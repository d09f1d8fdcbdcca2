use std::path::PathBuf;

use anyhow::{Context, Result};
use bundle_builder::config::{self, ProjectConfig};
use bundle_builder::distro::{parse_os_release, resolve, DockerRunner};
use bundle_builder::lifecycle::{self, AppStatus, BuildRequest, FsAppState, Request, State};
use bundle_builder::{Distribution, LinuxEnvironment, Registry};
use tracing::{info, warn};

use super::executor::{describe, detect_abi, BuildTarget, HookExecutor};
use super::parse::{GlobalOptions, Invocation};

/// Environment variable overriding the host os-release path.
const OS_RELEASE_ENV: &str = "BUNDLE_BUILDER_OS_RELEASE";

pub(crate) fn run(options: &GlobalOptions, invocation: Invocation) -> Result<()> {
    match invocation {
        Invocation::DistroHost => {
            let distro = host_environment()
                .from_host()
                .context("classifying host distribution")?;
            print!("{}", render_distribution(&distro));
            Ok(())
        }
        Invocation::DistroImage(tag) => {
            let distro = host_environment()
                .from_image_tag(&DockerRunner::new(), &tag)
                .with_context(|| format!("classifying image '{}'", tag))?;
            print!("{}", render_distribution(&distro));
            Ok(())
        }
        Invocation::DistroParse(path) => {
            let content = std::fs::read_to_string(&path)
                .with_context(|| format!("reading os-release file '{}'", path.display()))?;
            let identity = parse_os_release(&content)
                .with_context(|| format!("parsing '{}'", path.display()))?;
            print!(
                "{}",
                render_distribution(&resolve(&Registry::builtin(), &identity))
            );
            Ok(())
        }
        Invocation::Plan { request, apps } => {
            let project = load_project(options)?;
            for line in plan_lines(&project, request, &apps)? {
                println!("{}", line);
            }
            Ok(())
        }
        Invocation::Lifecycle { request, apps } => run_lifecycle(options, request, &apps),
    }
}

fn host_environment() -> LinuxEnvironment {
    let env = LinuxEnvironment::default();
    match std::env::var_os(OS_RELEASE_ENV) {
        Some(path) => env.with_os_release_path(PathBuf::from(path)),
        None => env,
    }
}

fn load_project(options: &GlobalOptions) -> Result<ProjectConfig> {
    let cwd = std::env::current_dir().context("resolving current directory")?;
    let path = config::config_path(options.config.as_deref(), &cwd);
    config::load_project(&path)
}

/// Distribution the bundles are built for: the `--image` target if given,
/// otherwise the host. Non-Linux hosts resolve to the unknown distribution.
fn target_distribution(options: &GlobalOptions) -> Result<(Distribution, BuildTarget)> {
    let env = host_environment();
    if let Some(tag) = options.image.as_deref() {
        let runner = DockerRunner::new();
        let distro = env
            .from_image_tag(&runner, tag)
            .with_context(|| format!("classifying image '{}'", tag))?;
        let target = BuildTarget::Image {
            runner: Box::new(runner),
            tag: tag.to_string(),
        };
        return Ok((distro, target));
    }

    if !cfg!(target_os = "linux") {
        warn!(os = std::env::consts::OS, "not a Linux host; packaging format unknown");
        return Ok((Distribution::unknown(), BuildTarget::Host));
    }

    let distro = env.from_host().context("classifying host distribution")?;
    Ok((distro, BuildTarget::Host))
}

fn run_lifecycle(options: &GlobalOptions, request: Request, names: &[String]) -> Result<()> {
    let project = load_project(options)?;
    let apps = project.select_apps(names)?;
    let (distro, target) = target_distribution(options)?;
    let abi = detect_abi(&distro, |argv| target.check_output(argv));
    info!(
        project = %project.name,
        distro = %describe(&distro),
        %abi,
        "starting lifecycle run"
    );

    let fs_state = FsAppState::new(&project.output_dir);
    let _lock = fs_state.lock()?;
    let mut executor = HookExecutor::new(
        fs_state.clone(),
        distro,
        target,
        abi,
        project.root.clone(),
    );

    let report = lifecycle::run_batch(&apps, request, &fs_state, &mut executor, State::new())?;
    for (app, chain) in &report.chains {
        println!("[bundle:{}] done: {}", app, chain);
    }
    Ok(())
}

/// One line per selected app describing what `build` would do.
pub(crate) fn plan_lines(
    project: &ProjectConfig,
    request: BuildRequest,
    names: &[String],
) -> Result<Vec<String>> {
    let fs_state = FsAppState::new(&project.output_dir);
    let mut lines = Vec::new();
    for app in project.select_apps(names)? {
        let status = AppStatus::load(&fs_state, &app)?;
        let chain = lifecycle::plan(status, request);
        lines.push(format!("[bundle:{}] {}", app.name, chain));
    }
    Ok(lines)
}

pub(crate) fn render_distribution(distro: &Distribution) -> String {
    let mut out = format!("distribution: {}\n", distro.name());
    if distro.is_unknown() {
        return out;
    }
    out.push_str(&format!("vendor: {}\n", distro.vendor().unwrap_or_default()));
    out.push_str(&format!("codename: {}\n", distro.codename().unwrap_or_default()));
    if let Some(format) = distro.format() {
        out.push_str(&format!("package format: {}\n", format.as_str()));
    }
    if let Some(argv) = distro.verify_command("<package>") {
        out.push_str(&format!("verify: {}\n", argv.join(" ")));
    }
    if let Some(argv) = distro.install_command(&["<package>"]) {
        out.push_str(&format!("install: {}\n", argv.join(" ")));
    }
    let deps = distro.build_dependencies::<&str>(&[]);
    if !deps.is_empty() {
        out.push_str(&format!("build dependencies: {}\n", deps.join(" ")));
    }
    out
}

__________________________________________________

§ TASK STATEMENT:
Once you have read the entries, repeat them all exactly.

§ WRITTEN ANSWER:
repository d09f1d8fdcbdcca2
use std::path::PathBuf;

use anyhow::{Context, Result};
use bundle_builder::config::{self, ProjectConfig};
use bundle_builder::distro::{parse_os_release, resolve, DockerRunner};
use bundle_builder::lifecycle::{self, AppStatus, BuildRequest, FsAppState, Request, State};
use bundle_builder::{Distribution, LinuxEnvironment, Registry};
use tracing::{info, warn};

use super::executor::{describe, detect_abi, BuildTarget, HookExecutor};
use super::parse::{GlobalOptions, Invocation};

/// Environment variable overriding the host os-release path.
const OS_RELEASE_ENV: &str = "BUNDLE_BUILDER_OS_RELEASE";

pub(crate) fn run(options: &GlobalOptions, invocation: Invocation) -> Result<()> {
    match invocation {
        Invocation::DistroHost => {
            let distro = host_environment()
                .from_host()
                .context("classifying host distribution")?;
            print!("{}", render_distribution(&distro));
            Ok(())
        }
        Invocation::DistroImage(tag) => {
            let distro = host_environment()
                .from_image_tag(&DockerRunner::new(), &tag)
                .with_context(|| format!("classifying image '{}'", tag))?;
            print!("{}", render_distribution(&distro));
            Ok(())
        }
        Invocation::DistroParse(path) => {
            let content = std::fs::read_to_string(&path)
                .with_context(|| format!("reading os-release file '{}'", path.display()))?;
            let identity = parse_os_release(&content)
                .with_context(|| format!("parsing '{}'", path.display()))?;
            print!(
                "{}",
                render_distribution(&resolve(&Registry::builtin(), &identity))
            );
            Ok(())
        }
        Invocation::Plan { request, apps } => {
            let project = load_project(options)?;
            for line in plan_lines(&project, request, &apps)? {
                println!("{}", line);
            }
            Ok(())
        }
        Invocation::Lifecycle { request, apps } => run_lifecycle(options, request, &apps),
    }
}

fn host_environment() -> LinuxEnvironment {
    let env = LinuxEnvironment::default();
    match std::env::var_os(OS_RELEASE_ENV) {
        Some(path) => env.with_os_release_path(PathBuf::from(path)),
        None => env,
    }
}

fn load_project(options: &GlobalOptions) -> Result<ProjectConfig> {
    let cwd = std::env::current_dir().context("resolving current directory")?;
    let path = config::config_path(options.config.as_deref(), &cwd);
    config::load_project(&path)
}

/// Distribution the bundles are built for: the `--image` target if given,
/// otherwise the host. Non-Linux hosts resolve to the unknown distribution.
fn target_distribution(options: &GlobalOptions) -> Result<(Distribution, BuildTarget)> {
    let env = host_environment();
    if let Some(tag) = options.image.as_deref() {
        let runner = DockerRunner::new();
        let distro = env
            .from_image_tag(&runner, tag)
            .with_context(|| format!("classifying image '{}'", tag))?;
        let target = BuildTarget::Image {
            runner: Box::new(runner),
            tag: tag.to_string(),
        };
        return Ok((distro, target));
    }

    if !cfg!(target_os = "linux") {
        warn!(os = std::env::consts::OS, "not a Linux host; packaging format unknown");
        return Ok((Distribution::unknown(), BuildTarget::Host));
    }

    let distro = env.from_host().context("classifying host distribution")?;
    Ok((distro, BuildTarget::Host))
}

fn run_lifecycle(options: &GlobalOptions, request: Request, names: &[String]) -> Result<()> {
    let project = load_project(options)?;
    let apps = project.select_apps(names)?;
    let (distro, target) = target_distribution(options)?;
    let abi = detect_abi(&distro, |argv| target.check_output(argv));
    info!(
        project = %project.name,
        distro = %describe(&distro),
        %abi,
        "starting lifecycle run"
    );

    let fs_state = FsAppState::new(&project.output_dir);
    let _lock = fs_state.lock()?;
    let mut executor = HookExecutor::new(
        fs_state.clone(),
        distro,
        target,
        abi,
        project.root.clone(),
    );

    let report = lifecycle::run_batch(&apps, request, &fs_state, &mut executor, State::new())?;
    for (app, chain) in &report.chains {
        println!("[bundle:{}] done: {}", app, chain);
    }
    Ok(())
}

/// One line per selected app describing what `build` would do.
pub(crate) fn plan_lines(
    project: &ProjectConfig,
    request: BuildRequest,
    names: &[String],
) -> Result<Vec<String>> {
    let fs_state = FsAppState::new(&project.output_dir);
    let mut lines = Vec::new();
    for app in project.select_apps(names)? {
        let status = AppStatus::load(&fs_state, &app)?;
        let chain = lifecycle::plan(status, request);
        lines.push(format!("[bundle:{}] {}", app.name, chain));
    }
    Ok(lines)
}

pub(crate) fn render_distribution(distro: &Distribution) -> String {
    let mut out = format!("distribution: {}\n", distro.name());
    if distro.is_unknown() {
        return out;
    }
    out.push_str(&format!("vendor: {}\n", distro.vendor().unwrap_or_default()));
    out.push_str(&format!("codename: {}\n", distro.codename().unwrap_or_default()));
    if let Some(format) = distro.format() {
        out.push_str(&format!("package format: {}\n", format.as_str()));
    }
    if let Some(argv) = distro.verify_command("<package>") {
        out.push_str(&format!("verify: {}\n", argv.join(" ")));
    }
    if let Some(argv) = distro.install_command(&["<package>"]) {
        out.push_str(&format!("install: {}\n", argv.join(" ")));
    }
    let deps = distro.build_dependencies::<&str>(&[]);
    if !deps.is_empty() {
        out.push_str(&format!("build dependencies: {}\n", deps.join(" ")));
    }
    out
}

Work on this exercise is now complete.